A lot of that is also bad meta data. I have a few playlists for around 10 years or so. Every so often I have to go in and hunt down greyed out tracks that are no longer there but are available in identical versions elsewhere. Publishers apparently regularly update what they have on the platform and there's a lot of duplication as well between best off albums, remastered albums, etc. And some artists, like Neil Young, actually pulled most of their content. Spotify seems very happy to just break everybody's playlists continuously.
>Spotify seems very happy to just break everybody's playlists continuously.
This is an artefact of the industry and not something they have much control over. Labels for larger artists just don't just sell global streaming rights in perpetuity. They will carve it up by region and time in order to try and maximize profit.
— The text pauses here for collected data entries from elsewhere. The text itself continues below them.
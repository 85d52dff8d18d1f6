// Pesa Wallet API Layer
// REST endpoints over the core services

use axum::{
    body::Body,
    extract::State,
    http::{HeaderValue, Method, Request},
    middleware,
    response::Response,
    routing::get,
    Router,
};
use std::sync::Arc;
use tower_http::cors::{AllowOrigin, CorsLayer};
use tower_http::trace::TraceLayer;

use crate::error::{Result, WalletError};
use crate::identity::IdentityClient;
use crate::services::{AuthService, CustomerService, KycService, LedgerService, WalletService};

pub mod auth;
pub mod customer;
pub mod ledger;
pub mod wallet;

/// Shared handler state. Services are immutable after construction.
#[derive(Clone)]
pub struct ApiState {
    pub auth: Arc<AuthService>,
    pub customers: Arc<CustomerService>,
    pub kyc: Arc<KycService>,
    pub wallets: Arc<WalletService>,
    pub ledger: Arc<LedgerService>,
    pub identity: Arc<IdentityClient>,
}

/// The authenticated subject, resolved by the bearer middleware and injected
/// into request extensions.
#[derive(Debug, Clone)]
pub struct AuthSubject(pub String);

/// Start the API server
pub async fn serve(bind_addr: &str, state: ApiState) -> Result<()> {
    let cors = configure_cors();

    let app = Router::new()
        .nest("/auth", auth::routes(state.clone()))
        .nest("/customers", customer::routes(state.clone()))
        .nest("/wallets", wallet::routes(state.clone()))
        .nest("/ledger", ledger::routes(state.clone()))
        .route("/health", get(health))
        .layer(TraceLayer::new_for_http())
        .layer(cors)
        .with_state(state);

    let listener = tokio::net::TcpListener::bind(bind_addr)
        .await
        .map_err(|e| WalletError::Internal(format!("Failed to bind to {}: {}", bind_addr, e)))?;

    tracing::info!("Pesa Wallet API listening on {}", bind_addr);

    axum::serve(listener, app)
        .await
        .map_err(|e| WalletError::Internal(format!("Server error: {}", e)))?;

    Ok(())
}

async fn health() -> &'static str {
    "ok"
}

/// CORS layer over the origin whitelist in WALLET_CORS_ORIGINS
/// (comma-separated). Unset or empty means no browser origin is admitted.
fn configure_cors() -> CorsLayer {
    let origins = parse_origins(&std::env::var("WALLET_CORS_ORIGINS").unwrap_or_default());

    if origins.is_empty() {
        tracing::warn!("No CORS origins configured; browser clients will be refused");
    } else {
        tracing::info!("CORS whitelist holds {} origin(s)", origins.len());
    }

    CorsLayer::new()
        .allow_origin(AllowOrigin::list(origins))
        .allow_methods([Method::GET, Method::POST, Method::PUT, Method::DELETE])
        .allow_headers([
            axum::http::header::AUTHORIZATION,
            axum::http::header::CONTENT_TYPE,
            axum::http::header::ACCEPT,
        ])
}

fn parse_origins(raw: &str) -> Vec<HeaderValue> {
    let mut origins = Vec::new();

    for entry in raw.split(',') {
        let entry = entry.trim();
        if entry.is_empty() {
            continue;
        }
        match entry.parse::<HeaderValue>() {
            Ok(value) => origins.push(value),
            Err(_) => tracing::warn!("Dropping unparseable CORS origin '{}'", entry),
        }
    }

    origins
}

/// Bearer-auth middleware: introspects the token against the identity
/// provider and injects the resolved subject.
pub(crate) async fn auth_middleware(
    State(state): State<ApiState>,
    mut req: Request<Body>,
    next: middleware::Next,
) -> std::result::Result<Response, WalletError> {
    let auth_header = req
        .headers()
        .get("Authorization")
        .and_then(|h| h.to_str().ok())
        .ok_or(WalletError::InvalidToken)?;

    let token = auth_header
        .strip_prefix("Bearer ")
        .ok_or(WalletError::InvalidToken)?;

    let subject = state.identity.introspect(token).await?;

    req.extensions_mut().insert(AuthSubject(subject));

    Ok(next.run(req).await)
}

#[cfg(test)]
mod tests {
    use super::*;

    #[test]
    fn test_parse_origins_splits_and_trims() {
        let origins = parse_origins("http://localhost:3000, https://app.pesa.example ,,");
        assert_eq!(origins.len(), 2);
        assert_eq!(origins[0], "http://localhost:3000");
    }

    #[test]
    fn test_parse_origins_drops_garbage() {
        assert!(parse_origins("").is_empty());
        assert!(parse_origins("bad\u{0}origin").is_empty());
    }
}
> Spotify seems very happy to just break everybody's playlists continuously.
definitely possible to avoid this, but given it would be a follow-up cost from the failing core business, it probably could not be done. hell, they didn't even get around to making basic meta-data reliably present.
> Spotify seems very happy to just break everybody's playlists continuously.
I remember this being particularly infuriating with movie soundtracks or other compilations, where individual tracks would often evaporate one day for bogus (licensing) reasons.
> And some artists, like Neil Young, actually pulled most of their content.
Yeah, I actually left Spotify with Neil. Apparently though he and other artists like Joni Mitchell that left at the time are now back on the service as of a few weeks ago.